(YOUR GOAL): Report each line of the data below in which "ExtensionId" appears.

=== Begin Enclosure ===

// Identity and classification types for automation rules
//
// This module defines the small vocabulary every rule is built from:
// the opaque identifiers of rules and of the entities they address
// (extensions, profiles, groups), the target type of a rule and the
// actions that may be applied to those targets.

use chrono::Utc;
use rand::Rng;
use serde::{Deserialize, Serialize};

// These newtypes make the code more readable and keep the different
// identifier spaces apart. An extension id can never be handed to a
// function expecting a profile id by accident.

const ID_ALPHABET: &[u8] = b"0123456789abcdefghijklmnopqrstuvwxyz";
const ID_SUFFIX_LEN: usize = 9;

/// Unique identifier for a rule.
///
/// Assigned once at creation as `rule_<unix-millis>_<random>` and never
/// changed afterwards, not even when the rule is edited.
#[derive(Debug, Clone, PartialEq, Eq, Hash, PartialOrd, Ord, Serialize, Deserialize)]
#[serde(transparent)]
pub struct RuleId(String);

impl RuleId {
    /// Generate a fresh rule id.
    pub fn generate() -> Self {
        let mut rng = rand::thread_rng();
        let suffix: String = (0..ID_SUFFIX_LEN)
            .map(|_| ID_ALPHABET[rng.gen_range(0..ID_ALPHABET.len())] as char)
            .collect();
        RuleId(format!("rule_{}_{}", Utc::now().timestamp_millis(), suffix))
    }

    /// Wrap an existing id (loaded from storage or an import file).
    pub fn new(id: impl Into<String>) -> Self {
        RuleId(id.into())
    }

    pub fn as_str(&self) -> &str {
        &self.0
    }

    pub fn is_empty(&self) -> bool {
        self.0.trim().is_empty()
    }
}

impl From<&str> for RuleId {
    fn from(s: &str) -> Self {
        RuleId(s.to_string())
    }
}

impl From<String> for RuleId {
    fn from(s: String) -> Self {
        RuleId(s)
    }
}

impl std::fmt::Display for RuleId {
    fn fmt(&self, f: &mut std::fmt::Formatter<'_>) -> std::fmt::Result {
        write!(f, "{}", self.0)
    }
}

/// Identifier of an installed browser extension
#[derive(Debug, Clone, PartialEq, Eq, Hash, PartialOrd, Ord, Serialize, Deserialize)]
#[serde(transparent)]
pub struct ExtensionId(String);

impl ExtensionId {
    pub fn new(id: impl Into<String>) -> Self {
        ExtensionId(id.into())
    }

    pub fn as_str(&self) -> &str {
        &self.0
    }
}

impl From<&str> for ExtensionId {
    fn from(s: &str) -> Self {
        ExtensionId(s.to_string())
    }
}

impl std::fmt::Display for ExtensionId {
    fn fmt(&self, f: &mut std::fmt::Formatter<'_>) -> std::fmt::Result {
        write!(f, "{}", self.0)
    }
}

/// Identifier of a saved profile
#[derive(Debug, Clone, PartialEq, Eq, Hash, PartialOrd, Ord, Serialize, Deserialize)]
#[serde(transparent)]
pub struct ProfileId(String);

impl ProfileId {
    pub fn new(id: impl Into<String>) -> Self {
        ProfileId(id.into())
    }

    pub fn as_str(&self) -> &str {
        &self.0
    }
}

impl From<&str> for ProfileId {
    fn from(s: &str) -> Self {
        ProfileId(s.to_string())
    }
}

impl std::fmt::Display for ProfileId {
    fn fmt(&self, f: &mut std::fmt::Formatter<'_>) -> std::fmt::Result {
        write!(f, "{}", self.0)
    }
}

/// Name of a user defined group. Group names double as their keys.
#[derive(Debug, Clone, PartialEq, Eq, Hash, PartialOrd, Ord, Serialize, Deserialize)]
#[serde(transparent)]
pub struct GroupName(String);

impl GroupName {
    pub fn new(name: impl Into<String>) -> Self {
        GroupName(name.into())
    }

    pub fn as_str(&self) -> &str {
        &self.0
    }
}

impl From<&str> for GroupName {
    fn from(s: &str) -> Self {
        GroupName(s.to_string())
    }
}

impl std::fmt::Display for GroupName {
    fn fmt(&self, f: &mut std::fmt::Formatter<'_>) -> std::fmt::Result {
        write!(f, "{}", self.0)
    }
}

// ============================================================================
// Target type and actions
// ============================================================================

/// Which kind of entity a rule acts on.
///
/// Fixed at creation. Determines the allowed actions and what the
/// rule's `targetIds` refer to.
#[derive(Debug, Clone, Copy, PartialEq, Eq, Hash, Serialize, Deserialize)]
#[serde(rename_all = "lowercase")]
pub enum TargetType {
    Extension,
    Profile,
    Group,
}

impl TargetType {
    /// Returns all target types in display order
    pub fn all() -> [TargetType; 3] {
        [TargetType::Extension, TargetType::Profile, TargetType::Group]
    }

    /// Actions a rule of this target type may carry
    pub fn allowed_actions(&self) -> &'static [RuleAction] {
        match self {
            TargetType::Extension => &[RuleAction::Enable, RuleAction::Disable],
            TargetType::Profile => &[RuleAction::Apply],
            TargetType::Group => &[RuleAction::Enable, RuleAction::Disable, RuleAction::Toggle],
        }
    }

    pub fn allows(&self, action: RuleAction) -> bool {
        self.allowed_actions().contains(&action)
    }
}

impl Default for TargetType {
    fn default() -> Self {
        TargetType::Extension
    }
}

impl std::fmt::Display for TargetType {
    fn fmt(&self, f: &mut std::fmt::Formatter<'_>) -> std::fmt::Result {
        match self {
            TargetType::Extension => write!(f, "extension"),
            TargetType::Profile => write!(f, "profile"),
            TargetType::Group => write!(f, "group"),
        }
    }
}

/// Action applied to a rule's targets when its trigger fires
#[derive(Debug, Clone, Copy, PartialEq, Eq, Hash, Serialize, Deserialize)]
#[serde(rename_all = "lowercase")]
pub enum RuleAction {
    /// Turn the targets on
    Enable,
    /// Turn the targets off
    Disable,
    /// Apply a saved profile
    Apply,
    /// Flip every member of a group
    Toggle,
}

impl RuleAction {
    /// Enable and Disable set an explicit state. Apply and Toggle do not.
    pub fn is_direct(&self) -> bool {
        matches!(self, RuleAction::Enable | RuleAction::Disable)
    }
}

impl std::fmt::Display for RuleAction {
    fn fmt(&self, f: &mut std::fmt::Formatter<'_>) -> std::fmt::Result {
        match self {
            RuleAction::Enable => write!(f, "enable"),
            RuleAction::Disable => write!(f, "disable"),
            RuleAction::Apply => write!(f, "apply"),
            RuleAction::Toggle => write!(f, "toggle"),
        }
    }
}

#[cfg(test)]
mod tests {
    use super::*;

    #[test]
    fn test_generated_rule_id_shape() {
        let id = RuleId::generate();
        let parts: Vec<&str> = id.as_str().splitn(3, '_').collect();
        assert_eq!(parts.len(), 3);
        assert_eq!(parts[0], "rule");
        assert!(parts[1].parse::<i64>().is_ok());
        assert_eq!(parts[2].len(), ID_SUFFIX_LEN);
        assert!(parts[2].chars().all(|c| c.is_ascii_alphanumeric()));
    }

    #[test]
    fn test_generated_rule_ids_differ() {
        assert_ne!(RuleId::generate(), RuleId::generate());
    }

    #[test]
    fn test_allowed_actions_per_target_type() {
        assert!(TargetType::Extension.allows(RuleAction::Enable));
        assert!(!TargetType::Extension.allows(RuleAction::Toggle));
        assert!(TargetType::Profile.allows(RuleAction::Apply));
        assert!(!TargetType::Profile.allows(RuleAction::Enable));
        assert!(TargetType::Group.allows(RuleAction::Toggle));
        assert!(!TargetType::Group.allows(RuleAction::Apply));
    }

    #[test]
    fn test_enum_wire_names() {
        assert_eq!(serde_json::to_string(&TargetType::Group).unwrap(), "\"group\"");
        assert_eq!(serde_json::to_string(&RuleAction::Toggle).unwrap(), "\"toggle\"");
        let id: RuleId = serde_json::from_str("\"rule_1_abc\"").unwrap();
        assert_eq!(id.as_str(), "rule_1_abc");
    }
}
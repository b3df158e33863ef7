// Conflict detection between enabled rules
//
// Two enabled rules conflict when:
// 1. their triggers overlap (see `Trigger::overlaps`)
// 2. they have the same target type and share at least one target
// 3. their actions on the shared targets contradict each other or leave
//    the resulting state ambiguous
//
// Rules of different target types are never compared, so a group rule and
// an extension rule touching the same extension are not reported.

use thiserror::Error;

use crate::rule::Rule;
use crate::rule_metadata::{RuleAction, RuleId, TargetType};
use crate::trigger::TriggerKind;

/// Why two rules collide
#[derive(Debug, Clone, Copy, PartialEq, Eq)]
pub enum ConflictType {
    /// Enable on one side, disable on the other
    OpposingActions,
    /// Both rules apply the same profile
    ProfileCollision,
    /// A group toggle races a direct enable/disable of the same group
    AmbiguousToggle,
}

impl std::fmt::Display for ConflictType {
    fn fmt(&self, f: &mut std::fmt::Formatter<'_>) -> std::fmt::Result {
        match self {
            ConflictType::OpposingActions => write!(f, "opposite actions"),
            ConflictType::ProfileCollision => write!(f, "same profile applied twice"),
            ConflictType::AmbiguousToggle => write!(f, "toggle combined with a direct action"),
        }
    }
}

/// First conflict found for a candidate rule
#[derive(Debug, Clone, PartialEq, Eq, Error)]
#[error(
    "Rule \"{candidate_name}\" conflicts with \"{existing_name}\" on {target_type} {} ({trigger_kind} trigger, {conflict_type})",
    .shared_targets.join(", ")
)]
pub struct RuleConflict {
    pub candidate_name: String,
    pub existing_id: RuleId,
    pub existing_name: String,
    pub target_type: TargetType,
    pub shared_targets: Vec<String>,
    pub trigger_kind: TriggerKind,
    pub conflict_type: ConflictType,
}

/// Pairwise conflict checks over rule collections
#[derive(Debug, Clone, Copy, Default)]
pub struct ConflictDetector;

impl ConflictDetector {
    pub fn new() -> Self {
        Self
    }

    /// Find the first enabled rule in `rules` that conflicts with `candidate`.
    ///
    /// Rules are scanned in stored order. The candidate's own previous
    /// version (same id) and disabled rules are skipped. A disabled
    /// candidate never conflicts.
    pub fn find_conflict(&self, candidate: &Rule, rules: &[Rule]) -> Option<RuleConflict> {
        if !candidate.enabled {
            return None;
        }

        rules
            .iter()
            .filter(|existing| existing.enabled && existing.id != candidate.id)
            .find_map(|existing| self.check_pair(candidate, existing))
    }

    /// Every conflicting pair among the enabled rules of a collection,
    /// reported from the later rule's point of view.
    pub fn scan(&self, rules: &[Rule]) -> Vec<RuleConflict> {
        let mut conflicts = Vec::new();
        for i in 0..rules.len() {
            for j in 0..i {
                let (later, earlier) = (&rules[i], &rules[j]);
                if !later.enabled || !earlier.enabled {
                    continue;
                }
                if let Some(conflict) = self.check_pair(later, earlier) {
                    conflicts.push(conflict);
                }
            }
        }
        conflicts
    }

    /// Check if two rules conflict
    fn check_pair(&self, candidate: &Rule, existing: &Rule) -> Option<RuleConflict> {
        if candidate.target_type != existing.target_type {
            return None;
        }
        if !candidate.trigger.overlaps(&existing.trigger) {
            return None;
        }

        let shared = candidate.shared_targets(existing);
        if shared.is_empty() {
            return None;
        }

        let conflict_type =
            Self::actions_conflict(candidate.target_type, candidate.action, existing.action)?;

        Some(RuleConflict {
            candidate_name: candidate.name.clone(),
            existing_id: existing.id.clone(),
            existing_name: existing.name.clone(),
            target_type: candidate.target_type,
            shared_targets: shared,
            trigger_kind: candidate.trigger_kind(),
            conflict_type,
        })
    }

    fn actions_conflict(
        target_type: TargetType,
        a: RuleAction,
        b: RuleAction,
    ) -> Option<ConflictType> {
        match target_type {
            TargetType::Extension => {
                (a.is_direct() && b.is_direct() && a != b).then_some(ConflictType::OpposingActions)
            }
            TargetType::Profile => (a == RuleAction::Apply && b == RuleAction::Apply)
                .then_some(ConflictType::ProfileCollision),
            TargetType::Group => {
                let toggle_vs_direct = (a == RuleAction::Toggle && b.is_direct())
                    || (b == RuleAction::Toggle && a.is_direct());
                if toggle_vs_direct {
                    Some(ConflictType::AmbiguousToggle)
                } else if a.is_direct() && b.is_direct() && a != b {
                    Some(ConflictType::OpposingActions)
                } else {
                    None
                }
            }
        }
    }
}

=== End Enclosure ===

(WRITTEN SOLUTION):
pub struct ExtensionId(String);
impl ExtensionId {
        ExtensionId(id.into())
impl From<&str> for ExtensionId {
        ExtensionId(s.to_string())
impl std::fmt::Display for ExtensionId {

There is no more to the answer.